TASK STATEMENT: The response must consist of the lines below from the one with "filename crates/keja-core/src/domain/mod.rs" through the one with "let rows: Vec<PropertyRow>", exactly as they appear and with both ends kept.

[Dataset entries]
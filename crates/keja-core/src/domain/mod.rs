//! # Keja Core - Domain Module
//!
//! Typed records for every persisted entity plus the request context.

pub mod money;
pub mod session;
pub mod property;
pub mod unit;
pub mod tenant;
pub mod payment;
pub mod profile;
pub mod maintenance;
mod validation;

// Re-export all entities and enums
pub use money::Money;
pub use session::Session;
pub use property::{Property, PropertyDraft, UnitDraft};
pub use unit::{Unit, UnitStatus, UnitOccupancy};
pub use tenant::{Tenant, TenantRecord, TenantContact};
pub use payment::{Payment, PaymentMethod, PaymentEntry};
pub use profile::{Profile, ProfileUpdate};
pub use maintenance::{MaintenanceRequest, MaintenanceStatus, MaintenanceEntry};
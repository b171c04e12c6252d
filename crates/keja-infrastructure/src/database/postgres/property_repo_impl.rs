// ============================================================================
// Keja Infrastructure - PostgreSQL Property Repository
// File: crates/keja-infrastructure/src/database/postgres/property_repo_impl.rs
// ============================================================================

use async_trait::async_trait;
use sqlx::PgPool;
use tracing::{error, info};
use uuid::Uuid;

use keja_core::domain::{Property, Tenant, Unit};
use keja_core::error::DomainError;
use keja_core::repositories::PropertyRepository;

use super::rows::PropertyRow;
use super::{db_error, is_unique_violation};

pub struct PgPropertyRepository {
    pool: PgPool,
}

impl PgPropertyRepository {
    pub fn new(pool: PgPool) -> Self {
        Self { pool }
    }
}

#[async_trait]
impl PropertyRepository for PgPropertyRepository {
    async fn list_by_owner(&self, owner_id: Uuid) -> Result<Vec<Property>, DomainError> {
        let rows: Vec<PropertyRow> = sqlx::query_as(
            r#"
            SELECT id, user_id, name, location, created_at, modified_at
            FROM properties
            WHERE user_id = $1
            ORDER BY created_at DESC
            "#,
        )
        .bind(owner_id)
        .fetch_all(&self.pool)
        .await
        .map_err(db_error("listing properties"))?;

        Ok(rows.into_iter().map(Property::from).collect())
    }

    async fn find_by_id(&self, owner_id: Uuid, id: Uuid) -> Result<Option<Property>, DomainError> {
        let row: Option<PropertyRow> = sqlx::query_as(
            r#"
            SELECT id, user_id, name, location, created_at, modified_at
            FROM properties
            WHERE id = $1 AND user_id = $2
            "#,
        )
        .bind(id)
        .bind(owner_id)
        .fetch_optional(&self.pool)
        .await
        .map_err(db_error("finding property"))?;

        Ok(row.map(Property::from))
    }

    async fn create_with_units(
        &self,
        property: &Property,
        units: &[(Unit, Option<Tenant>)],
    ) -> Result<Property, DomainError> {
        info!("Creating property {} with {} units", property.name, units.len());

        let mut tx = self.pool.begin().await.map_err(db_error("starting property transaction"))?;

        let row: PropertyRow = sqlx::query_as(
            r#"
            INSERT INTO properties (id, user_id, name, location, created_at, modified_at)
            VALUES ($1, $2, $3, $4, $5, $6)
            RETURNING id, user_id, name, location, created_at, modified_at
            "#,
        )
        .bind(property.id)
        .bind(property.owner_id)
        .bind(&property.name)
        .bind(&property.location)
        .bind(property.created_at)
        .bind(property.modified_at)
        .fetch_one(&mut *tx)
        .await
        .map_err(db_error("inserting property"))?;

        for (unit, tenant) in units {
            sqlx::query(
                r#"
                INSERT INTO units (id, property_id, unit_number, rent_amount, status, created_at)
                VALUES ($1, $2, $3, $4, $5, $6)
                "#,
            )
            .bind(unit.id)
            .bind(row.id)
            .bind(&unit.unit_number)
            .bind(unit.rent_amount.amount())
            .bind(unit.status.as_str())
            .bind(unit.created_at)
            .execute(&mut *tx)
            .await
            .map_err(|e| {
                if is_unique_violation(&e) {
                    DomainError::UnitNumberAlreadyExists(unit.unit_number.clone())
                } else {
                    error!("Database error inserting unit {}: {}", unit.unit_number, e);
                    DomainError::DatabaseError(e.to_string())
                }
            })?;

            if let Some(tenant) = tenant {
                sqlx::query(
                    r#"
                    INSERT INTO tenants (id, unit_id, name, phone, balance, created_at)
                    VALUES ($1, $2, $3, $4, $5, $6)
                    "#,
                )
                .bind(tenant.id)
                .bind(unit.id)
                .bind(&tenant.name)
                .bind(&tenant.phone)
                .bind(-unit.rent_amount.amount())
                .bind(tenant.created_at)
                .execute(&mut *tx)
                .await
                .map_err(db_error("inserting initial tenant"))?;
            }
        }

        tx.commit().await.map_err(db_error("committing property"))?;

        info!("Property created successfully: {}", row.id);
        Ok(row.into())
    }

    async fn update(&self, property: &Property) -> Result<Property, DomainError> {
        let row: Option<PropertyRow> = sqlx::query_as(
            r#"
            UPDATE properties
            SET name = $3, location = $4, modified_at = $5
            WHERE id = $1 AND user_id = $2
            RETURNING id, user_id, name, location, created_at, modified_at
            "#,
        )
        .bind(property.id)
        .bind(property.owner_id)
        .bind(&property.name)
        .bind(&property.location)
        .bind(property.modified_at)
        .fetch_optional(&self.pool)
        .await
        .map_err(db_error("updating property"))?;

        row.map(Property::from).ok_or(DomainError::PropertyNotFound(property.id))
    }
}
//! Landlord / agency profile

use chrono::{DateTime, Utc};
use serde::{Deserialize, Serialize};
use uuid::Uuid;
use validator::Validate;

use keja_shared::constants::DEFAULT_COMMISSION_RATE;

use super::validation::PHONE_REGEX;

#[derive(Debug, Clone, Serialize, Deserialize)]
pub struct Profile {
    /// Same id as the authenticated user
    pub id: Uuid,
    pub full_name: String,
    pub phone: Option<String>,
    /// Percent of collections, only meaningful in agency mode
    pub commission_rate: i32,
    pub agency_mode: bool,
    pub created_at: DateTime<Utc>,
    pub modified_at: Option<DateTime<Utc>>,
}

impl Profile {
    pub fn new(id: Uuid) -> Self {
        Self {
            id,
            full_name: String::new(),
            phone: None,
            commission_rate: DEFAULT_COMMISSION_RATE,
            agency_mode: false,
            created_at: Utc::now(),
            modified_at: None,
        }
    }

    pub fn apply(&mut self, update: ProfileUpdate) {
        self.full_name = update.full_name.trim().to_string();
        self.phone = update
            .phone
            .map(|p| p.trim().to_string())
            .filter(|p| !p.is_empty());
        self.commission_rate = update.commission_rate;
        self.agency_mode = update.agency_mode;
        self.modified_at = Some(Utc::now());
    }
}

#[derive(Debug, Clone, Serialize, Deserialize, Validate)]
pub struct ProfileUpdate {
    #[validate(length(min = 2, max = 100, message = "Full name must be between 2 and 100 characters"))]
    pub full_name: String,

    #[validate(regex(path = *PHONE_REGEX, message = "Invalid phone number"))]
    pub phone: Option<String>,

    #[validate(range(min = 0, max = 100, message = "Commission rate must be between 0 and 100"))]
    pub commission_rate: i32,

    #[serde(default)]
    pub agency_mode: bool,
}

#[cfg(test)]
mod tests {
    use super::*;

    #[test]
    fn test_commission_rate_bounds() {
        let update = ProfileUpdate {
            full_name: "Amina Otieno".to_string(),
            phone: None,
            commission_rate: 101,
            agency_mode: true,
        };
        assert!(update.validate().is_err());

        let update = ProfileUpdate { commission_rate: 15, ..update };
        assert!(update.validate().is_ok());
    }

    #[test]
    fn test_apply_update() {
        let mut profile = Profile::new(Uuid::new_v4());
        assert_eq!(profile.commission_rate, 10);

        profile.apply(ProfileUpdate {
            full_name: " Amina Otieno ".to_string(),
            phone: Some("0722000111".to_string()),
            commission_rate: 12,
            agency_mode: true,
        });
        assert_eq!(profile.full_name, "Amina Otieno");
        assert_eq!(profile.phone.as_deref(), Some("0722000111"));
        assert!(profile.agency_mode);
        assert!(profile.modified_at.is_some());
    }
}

--

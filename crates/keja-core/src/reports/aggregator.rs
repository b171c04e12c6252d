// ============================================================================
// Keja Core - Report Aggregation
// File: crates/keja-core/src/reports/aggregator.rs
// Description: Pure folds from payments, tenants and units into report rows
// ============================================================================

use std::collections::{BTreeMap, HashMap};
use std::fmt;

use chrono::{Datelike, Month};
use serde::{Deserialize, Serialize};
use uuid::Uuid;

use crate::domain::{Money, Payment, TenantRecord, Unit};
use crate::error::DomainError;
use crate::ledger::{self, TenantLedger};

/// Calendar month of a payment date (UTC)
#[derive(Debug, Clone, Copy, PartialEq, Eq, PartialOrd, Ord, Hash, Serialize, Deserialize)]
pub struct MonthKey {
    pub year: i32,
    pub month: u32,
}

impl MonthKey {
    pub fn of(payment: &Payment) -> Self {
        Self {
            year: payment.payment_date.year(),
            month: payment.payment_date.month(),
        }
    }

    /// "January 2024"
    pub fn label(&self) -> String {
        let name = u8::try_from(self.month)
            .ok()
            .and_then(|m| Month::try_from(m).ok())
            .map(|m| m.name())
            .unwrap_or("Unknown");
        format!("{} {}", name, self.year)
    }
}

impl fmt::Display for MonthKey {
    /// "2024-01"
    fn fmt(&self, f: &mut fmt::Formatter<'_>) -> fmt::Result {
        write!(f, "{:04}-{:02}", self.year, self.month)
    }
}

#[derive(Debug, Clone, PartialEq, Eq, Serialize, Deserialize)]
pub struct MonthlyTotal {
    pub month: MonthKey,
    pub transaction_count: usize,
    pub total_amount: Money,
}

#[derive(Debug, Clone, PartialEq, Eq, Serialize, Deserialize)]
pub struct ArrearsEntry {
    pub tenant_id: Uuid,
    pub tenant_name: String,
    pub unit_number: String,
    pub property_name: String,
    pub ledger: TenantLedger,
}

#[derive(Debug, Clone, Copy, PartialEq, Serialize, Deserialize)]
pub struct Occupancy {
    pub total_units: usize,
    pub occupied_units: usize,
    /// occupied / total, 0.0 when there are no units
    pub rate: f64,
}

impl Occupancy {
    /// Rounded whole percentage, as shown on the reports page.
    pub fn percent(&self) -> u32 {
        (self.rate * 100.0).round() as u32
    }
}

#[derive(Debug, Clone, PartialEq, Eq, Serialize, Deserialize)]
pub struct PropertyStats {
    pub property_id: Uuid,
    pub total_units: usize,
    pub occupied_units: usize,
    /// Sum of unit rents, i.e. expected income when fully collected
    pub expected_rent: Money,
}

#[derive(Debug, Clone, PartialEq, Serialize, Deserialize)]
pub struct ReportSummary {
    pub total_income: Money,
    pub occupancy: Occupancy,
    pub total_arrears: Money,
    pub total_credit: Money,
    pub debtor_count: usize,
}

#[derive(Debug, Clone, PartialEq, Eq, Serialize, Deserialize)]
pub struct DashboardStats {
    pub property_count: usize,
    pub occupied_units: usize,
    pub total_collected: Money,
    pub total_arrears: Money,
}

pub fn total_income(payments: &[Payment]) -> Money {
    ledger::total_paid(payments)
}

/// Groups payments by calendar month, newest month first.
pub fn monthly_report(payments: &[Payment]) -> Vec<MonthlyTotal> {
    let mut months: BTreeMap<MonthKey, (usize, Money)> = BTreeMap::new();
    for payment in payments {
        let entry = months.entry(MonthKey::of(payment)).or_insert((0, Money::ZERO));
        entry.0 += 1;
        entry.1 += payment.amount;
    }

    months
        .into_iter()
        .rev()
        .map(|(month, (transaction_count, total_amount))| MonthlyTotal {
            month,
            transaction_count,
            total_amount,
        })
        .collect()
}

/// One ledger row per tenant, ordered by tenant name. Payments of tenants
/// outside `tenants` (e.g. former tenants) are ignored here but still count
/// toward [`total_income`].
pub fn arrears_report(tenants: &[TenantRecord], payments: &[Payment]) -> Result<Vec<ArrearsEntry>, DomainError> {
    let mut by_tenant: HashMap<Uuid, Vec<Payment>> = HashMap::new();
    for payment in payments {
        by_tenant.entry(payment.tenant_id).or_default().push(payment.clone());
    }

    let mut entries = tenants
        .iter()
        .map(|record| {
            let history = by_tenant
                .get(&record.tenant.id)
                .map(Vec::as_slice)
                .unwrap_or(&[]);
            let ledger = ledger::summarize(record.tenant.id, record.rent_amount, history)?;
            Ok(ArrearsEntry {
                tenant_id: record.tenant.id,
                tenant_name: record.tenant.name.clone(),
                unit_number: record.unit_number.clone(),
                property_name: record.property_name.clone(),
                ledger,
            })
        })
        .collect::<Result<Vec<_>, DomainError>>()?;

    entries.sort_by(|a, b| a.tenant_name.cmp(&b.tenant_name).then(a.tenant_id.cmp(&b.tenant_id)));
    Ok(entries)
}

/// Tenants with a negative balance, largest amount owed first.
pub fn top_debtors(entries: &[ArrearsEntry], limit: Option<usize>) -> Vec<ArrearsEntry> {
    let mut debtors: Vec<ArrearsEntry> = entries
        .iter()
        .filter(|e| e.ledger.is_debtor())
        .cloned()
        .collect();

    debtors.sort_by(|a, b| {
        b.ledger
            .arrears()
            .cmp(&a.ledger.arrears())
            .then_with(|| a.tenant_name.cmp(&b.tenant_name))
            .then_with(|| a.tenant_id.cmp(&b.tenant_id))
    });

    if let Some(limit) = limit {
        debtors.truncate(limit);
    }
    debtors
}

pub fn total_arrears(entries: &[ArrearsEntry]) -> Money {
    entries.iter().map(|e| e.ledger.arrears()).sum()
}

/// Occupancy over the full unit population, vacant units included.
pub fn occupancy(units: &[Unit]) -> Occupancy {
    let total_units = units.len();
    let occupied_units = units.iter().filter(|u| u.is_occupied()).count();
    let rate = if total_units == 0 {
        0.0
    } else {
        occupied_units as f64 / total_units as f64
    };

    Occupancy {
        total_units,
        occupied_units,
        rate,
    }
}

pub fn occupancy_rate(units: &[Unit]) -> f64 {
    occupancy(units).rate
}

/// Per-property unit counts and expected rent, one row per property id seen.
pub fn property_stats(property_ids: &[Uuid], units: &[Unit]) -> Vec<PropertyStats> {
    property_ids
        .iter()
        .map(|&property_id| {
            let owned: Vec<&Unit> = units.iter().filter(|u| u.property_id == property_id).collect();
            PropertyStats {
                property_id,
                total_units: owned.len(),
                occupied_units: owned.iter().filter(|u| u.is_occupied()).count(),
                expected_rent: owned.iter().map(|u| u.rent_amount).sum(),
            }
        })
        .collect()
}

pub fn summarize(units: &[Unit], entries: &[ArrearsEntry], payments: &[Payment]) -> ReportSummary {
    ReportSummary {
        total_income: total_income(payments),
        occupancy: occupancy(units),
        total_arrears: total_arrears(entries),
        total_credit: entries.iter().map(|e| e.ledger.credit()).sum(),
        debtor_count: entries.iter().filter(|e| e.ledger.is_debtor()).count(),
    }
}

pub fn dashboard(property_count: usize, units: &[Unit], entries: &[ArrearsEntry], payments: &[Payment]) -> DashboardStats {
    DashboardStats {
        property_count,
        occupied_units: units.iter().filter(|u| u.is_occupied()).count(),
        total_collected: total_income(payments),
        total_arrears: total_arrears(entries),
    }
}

EXERCISE RESPONSE:
filename crates/keja-core/src/domain/mod.rs
//! # Keja Core - Domain Module
//!
//! Typed records for every persisted entity plus the request context.

pub mod money;
pub mod session;
pub mod property;
pub mod unit;
pub mod tenant;
pub mod payment;
pub mod profile;
pub mod maintenance;
mod validation;

// Re-export all entities and enums
pub use money::Money;
pub use session::Session;
pub use property::{Property, PropertyDraft, UnitDraft};
pub use unit::{Unit, UnitStatus, UnitOccupancy};
pub use tenant::{Tenant, TenantRecord, TenantContact};
pub use payment::{Payment, PaymentMethod, PaymentEntry};
pub use profile::{Profile, ProfileUpdate};
pub use maintenance::{MaintenanceRequest, MaintenanceStatus, MaintenanceEntry};
repository b171c04e12c6252d
filename crates/keja-infrastructure/src/database/postgres/property_repo_impl.rs
// ============================================================================
// Keja Infrastructure - PostgreSQL Property Repository
// File: crates/keja-infrastructure/src/database/postgres/property_repo_impl.rs
// ============================================================================

use async_trait::async_trait;
use sqlx::PgPool;
use tracing::{error, info};
use uuid::Uuid;

use keja_core::domain::{Property, Tenant, Unit};
use keja_core::error::DomainError;
use keja_core::repositories::PropertyRepository;

use super::rows::PropertyRow;
use super::{db_error, is_unique_violation};

pub struct PgPropertyRepository {
    pool: PgPool,
}

impl PgPropertyRepository {
    pub fn new(pool: PgPool) -> Self {
        Self { pool }
    }
}

#[async_trait]
impl PropertyRepository for PgPropertyRepository {
    async fn list_by_owner(&self, owner_id: Uuid) -> Result<Vec<Property>, DomainError> {
        let rows: Vec<PropertyRow> = sqlx::query_as(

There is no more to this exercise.